A counterplan is a component of debate theory commonly employed in the activity of parliamentary and policy debate. While some conceptions of debate theory require the negative position in a debate to defend the status quo against an affirmative position or plan, a counterplan allows the negative to defend a separate plan or an advocacy. It also allows the aff. to run disadvantages against the neg.
Most forms of debate begin from some resolution or statement of advocacy. As the affirmative plan affirms the resolution in theory or at least within the sphere of its distinct existence, it is reasonable to assume that the negative team must advocate the negation of the resolution, usually either through the defense of the status quo or a counterplan distinct from the resolutional advocacy. However, in many circles, the affirmative ability to select their specific plan gives the negative justification to select another topical plan, so long it is 'competitive' with the plan. Advocates of this view, which has become increasingly popular in national circuit high school debate, believe that once the affirmative selects its specific plan so long as it is topical, it abandons any further tie to the resolution and cedes the remaining ground of advocacy to the negative. Moreover, they argue that if topical ground is exclusively affirmative, then the negative could be allowed to attack other potential examples of the resolution that might not be as advantageous as the affirmative plan. This conception is related to the debate paradigm and argumentation theory concept of hypothesis testing.

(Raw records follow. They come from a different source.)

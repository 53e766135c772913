//! Streaming query results.
//!
//! A [`Cursor`] is a lazy, forward-only sequence of documents. It can be consumed as a
//! [`futures::Stream`] or driven with [`Cursor::observe`], which delivers push-style
//! [`CursorEvent`]s: any number of `Data` events followed by exactly one of `Error` or
//! `Close`.
//!
//! The underlying backend stream is released as soon as the cursor is exhausted, fails,
//! is closed, or is dropped.
//!
//! ```ignore
//! let mut count = 0;
//! users.find_stream(doc! {}).await?.observe(|event| match event {
//!     CursorEvent::Data(_) => count += 1,
//!     CursorEvent::Error(err) => eprintln!("stream failed: {err}"),
//!     CursorEvent::Close => println!("read {count} users"),
//! }).await;
//! ```

use bson::Document as BsonDocument;
use futures::{Stream, StreamExt};
use std::{
    fmt,
    pin::Pin,
    task::{Context, Poll},
};

use crate::{
    backend::DocumentStream,
    error::{DocumentStoreError, DocumentStoreResult},
};

/// One signal delivered by [`Cursor::observe`].
#[derive(Debug)]
pub enum CursorEvent<T> {
    /// The next document.
    Data(T),
    /// The cursor failed; no further events follow.
    Error(DocumentStoreError),
    /// The cursor ended normally; no further events follow.
    Close,
}

type Decoder<T> = fn(BsonDocument) -> DocumentStoreResult<T>;

/// A lazy, forward-only, non-restartable sequence of query results.
pub struct Cursor<T> {
    stream: Option<DocumentStream>,
    decode: Decoder<T>,
    collection: String,
    yielded: usize,
}

impl<T> Cursor<T> {
    pub(crate) fn new(stream: DocumentStream, decode: Decoder<T>, collection: impl Into<String>) -> Self {
        Self {
            stream: Some(stream),
            decode,
            collection: collection.into(),
            yielded: 0,
        }
    }

    /// Name of the collection being read.
    pub fn collection(&self) -> &str {
        &self.collection
    }

    /// Number of documents yielded so far.
    pub fn yielded(&self) -> usize {
        self.yielded
    }

    /// Whether the cursor has ended (normally or with an error) or was closed.
    pub fn is_exhausted(&self) -> bool {
        self.stream.is_none()
    }

    /// Stops reading and releases the backend resources.
    pub fn close(mut self) {
        self.release("closed");
    }

    /// Drives the cursor to the end, delivering each document and then exactly one terminal
    /// event.
    ///
    /// Returns the number of `Data` events delivered.
    pub async fn observe(mut self, mut on_event: impl FnMut(CursorEvent<T>)) -> usize {
        let mut delivered = 0;

        while let Some(item) = self.next().await {
            match item {
                Ok(document) => {
                    delivered += 1;
                    on_event(CursorEvent::Data(document));
                }
                Err(err) => {
                    on_event(CursorEvent::Error(err));
                    return delivered;
                }
            }
        }

        on_event(CursorEvent::Close);
        delivered
    }

    fn release(&mut self, reason: &str) {
        if self.stream.take().is_some() {
            tracing::debug!(
                "Cursor on {} {} after {} documents",
                self.collection,
                reason,
                self.yielded
            );
        }
    }
}

impl<T> Stream for Cursor<T> {
    type Item = DocumentStoreResult<T>;

    fn poll_next(self: Pin<&mut Self>, cx: &mut Context<'_>) -> Poll<Option<Self::Item>> {
        let this = self.get_mut();

        let Some(stream) = this.stream.as_mut() else {
            return Poll::Ready(None);
        };

        match stream.poll_next_unpin(cx) {
            Poll::Pending => Poll::Pending,
            Poll::Ready(None) => {
                this.release("exhausted");
                Poll::Ready(None)
            }
            Poll::Ready(Some(Ok(document))) => match (this.decode)(document) {
                Ok(value) => {
                    this.yielded += 1;
                    Poll::Ready(Some(Ok(value)))
                }
                Err(err) => {
                    this.release("failed");
                    Poll::Ready(Some(Err(err)))
                }
            },
            Poll::Ready(Some(Err(err))) => {
                this.release("failed");
                Poll::Ready(Some(Err(err)))
            }
        }
    }

    fn size_hint(&self) -> (usize, Option<usize>) {
        match &self.stream {
            Some(stream) => (0, stream.size_hint().1),
            None => (0, Some(0)),
        }
    }
}

impl<T> Drop for Cursor<T> {
    fn drop(&mut self) {
        self.release("dropped");
    }
}

impl<T> fmt::Debug for Cursor<T> {
    fn fmt(&self, f: &mut fmt::Formatter<'_>) -> fmt::Result {
        f.debug_struct("Cursor")
            .field("collection", &self.collection)
            .field("yielded", &self.yielded)
            .field("exhausted", &self.is_exhausted())
            .finish()
    }
}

There is also a small subset of debate theory that asserts that ''only'' topical counterplans should be allowed. This theory is often called ''Plan-Plan'' and argues that the affirmative should have the burden to prove that its policy is the best example of the resolution. The negative should be restricted to offering ''topical'' counterplans that provide greater benefits than the plan. This theory rejects traditional formulations of ''competition'' and argues that the affirmative should be prepared to attack the counterplan alone in comparison to the plan because it falls within the accepted and predictable wording of the resolution. While this view has some aggressive adherents, it has not been exceptionally popular in most circles.